INSTRUCTIONS TO FOLLOW
Each line in the listing below that includes "ScriptedPicker" should be counted; give the total and nothing more.
START INPUT DATA
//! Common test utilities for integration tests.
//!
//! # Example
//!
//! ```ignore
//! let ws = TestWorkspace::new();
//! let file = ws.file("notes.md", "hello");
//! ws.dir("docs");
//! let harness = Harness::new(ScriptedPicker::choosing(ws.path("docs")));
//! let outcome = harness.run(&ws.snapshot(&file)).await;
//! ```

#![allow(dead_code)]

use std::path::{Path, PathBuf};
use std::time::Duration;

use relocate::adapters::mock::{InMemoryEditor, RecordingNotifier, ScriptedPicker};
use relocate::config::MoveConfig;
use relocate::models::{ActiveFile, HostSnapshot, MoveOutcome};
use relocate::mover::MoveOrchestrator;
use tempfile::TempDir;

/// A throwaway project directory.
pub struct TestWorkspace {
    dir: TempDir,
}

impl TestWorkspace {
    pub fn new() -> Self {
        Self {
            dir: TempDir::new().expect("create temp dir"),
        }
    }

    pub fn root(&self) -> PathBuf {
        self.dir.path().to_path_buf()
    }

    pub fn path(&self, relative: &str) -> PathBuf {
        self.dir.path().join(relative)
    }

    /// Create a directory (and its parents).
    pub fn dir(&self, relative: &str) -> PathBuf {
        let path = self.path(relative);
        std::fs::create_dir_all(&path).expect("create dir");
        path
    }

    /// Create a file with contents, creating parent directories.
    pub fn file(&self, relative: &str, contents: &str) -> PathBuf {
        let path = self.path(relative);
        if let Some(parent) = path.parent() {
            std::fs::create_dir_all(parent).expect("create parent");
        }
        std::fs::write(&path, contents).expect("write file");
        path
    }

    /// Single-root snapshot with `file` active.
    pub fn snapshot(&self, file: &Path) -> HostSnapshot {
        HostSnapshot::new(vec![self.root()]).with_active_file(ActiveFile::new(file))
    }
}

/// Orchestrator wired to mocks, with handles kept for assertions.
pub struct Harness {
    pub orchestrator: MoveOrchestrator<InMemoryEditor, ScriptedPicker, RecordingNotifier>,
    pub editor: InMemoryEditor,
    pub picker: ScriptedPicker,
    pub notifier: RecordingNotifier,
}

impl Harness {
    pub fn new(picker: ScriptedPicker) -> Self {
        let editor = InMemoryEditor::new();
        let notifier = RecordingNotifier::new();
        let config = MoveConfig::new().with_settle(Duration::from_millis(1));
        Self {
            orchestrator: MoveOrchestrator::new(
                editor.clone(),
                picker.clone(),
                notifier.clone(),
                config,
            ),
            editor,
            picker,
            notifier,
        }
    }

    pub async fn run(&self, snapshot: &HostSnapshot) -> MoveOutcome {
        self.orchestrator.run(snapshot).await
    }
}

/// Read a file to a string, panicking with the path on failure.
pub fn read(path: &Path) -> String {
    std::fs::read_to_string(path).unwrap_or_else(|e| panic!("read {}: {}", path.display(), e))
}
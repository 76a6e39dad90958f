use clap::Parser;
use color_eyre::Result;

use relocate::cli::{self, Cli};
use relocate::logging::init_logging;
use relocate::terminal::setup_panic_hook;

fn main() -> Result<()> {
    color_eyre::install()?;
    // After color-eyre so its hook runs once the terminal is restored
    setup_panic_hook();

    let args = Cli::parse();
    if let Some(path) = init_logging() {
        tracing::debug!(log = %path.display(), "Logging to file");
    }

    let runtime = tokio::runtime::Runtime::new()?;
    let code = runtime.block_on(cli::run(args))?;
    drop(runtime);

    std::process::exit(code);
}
END INPUT DATA
RESULT OF THE EXERCISE
5